Stored data entries:

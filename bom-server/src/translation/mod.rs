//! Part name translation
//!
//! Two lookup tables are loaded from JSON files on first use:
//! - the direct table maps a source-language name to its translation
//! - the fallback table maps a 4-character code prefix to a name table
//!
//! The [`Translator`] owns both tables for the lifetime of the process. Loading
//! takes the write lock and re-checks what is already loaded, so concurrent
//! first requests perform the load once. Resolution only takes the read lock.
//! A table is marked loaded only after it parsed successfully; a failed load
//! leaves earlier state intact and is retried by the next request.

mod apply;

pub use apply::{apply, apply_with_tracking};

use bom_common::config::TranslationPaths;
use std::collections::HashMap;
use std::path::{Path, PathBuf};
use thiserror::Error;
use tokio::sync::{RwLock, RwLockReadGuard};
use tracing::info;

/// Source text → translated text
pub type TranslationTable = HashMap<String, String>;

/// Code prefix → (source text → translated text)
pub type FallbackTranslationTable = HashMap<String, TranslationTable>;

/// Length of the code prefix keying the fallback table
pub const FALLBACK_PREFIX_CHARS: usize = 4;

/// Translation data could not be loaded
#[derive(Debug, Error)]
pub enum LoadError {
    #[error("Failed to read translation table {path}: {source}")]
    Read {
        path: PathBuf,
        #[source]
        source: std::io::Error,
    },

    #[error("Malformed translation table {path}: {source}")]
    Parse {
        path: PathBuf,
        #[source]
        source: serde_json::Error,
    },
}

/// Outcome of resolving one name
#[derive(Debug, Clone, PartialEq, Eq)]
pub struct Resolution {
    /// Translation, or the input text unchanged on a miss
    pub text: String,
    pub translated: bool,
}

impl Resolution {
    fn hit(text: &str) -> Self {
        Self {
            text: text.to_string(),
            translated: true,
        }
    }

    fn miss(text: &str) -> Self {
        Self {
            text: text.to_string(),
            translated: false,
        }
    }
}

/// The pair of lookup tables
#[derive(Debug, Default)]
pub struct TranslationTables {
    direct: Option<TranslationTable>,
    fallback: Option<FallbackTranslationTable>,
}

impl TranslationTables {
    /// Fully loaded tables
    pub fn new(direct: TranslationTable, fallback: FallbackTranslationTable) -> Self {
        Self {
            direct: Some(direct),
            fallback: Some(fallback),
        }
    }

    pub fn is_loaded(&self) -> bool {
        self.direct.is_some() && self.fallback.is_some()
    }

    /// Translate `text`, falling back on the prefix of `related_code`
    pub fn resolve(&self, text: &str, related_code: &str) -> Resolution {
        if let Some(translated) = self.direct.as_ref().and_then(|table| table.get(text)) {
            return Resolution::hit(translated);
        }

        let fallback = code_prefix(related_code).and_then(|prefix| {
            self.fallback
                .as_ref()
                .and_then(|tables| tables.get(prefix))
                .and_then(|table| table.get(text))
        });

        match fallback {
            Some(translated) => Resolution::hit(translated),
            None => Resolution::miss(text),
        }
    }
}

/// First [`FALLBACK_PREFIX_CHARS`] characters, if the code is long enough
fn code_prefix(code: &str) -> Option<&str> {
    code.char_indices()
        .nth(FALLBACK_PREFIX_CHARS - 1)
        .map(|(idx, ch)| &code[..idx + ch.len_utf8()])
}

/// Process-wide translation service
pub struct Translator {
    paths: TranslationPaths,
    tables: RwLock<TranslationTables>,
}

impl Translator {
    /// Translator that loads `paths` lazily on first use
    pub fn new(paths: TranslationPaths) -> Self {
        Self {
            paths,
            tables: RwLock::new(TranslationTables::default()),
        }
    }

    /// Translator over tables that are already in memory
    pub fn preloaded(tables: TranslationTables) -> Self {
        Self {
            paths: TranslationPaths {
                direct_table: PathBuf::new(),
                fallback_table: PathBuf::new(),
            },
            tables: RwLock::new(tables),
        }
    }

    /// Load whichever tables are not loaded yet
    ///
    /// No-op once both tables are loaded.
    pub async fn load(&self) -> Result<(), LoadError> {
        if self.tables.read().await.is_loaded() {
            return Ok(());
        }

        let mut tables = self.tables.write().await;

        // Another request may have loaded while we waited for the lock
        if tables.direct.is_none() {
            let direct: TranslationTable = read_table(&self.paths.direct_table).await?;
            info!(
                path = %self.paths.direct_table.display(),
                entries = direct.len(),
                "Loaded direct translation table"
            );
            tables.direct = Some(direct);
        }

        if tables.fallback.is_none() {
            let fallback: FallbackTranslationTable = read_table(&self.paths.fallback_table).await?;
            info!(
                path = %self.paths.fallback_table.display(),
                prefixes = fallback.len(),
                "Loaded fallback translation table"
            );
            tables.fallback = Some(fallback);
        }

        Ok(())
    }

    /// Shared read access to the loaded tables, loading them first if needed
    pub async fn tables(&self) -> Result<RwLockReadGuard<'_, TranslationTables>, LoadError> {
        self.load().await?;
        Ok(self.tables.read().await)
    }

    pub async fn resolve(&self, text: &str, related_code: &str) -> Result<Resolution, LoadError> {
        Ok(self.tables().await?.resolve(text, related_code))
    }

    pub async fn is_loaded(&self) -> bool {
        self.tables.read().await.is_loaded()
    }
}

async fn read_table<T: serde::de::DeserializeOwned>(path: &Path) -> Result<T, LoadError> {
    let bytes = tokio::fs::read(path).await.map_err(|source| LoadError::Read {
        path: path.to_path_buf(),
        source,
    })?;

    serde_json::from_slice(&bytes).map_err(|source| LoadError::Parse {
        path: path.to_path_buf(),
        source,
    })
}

Requirement: Wherever the word "Resolution" appears in the entries above, copy that whole line.

Answer to this task:
//! first requests perform the load once. Resolution only takes the read lock.
pub struct Resolution {
impl Resolution {
    pub fn resolve(&self, text: &str, related_code: &str) -> Resolution {
            return Resolution::hit(translated);
            Some(translated) => Resolution::hit(translated),
            None => Resolution::miss(text),
    pub async fn resolve(&self, text: &str, related_code: &str) -> Result<Resolution, LoadError> {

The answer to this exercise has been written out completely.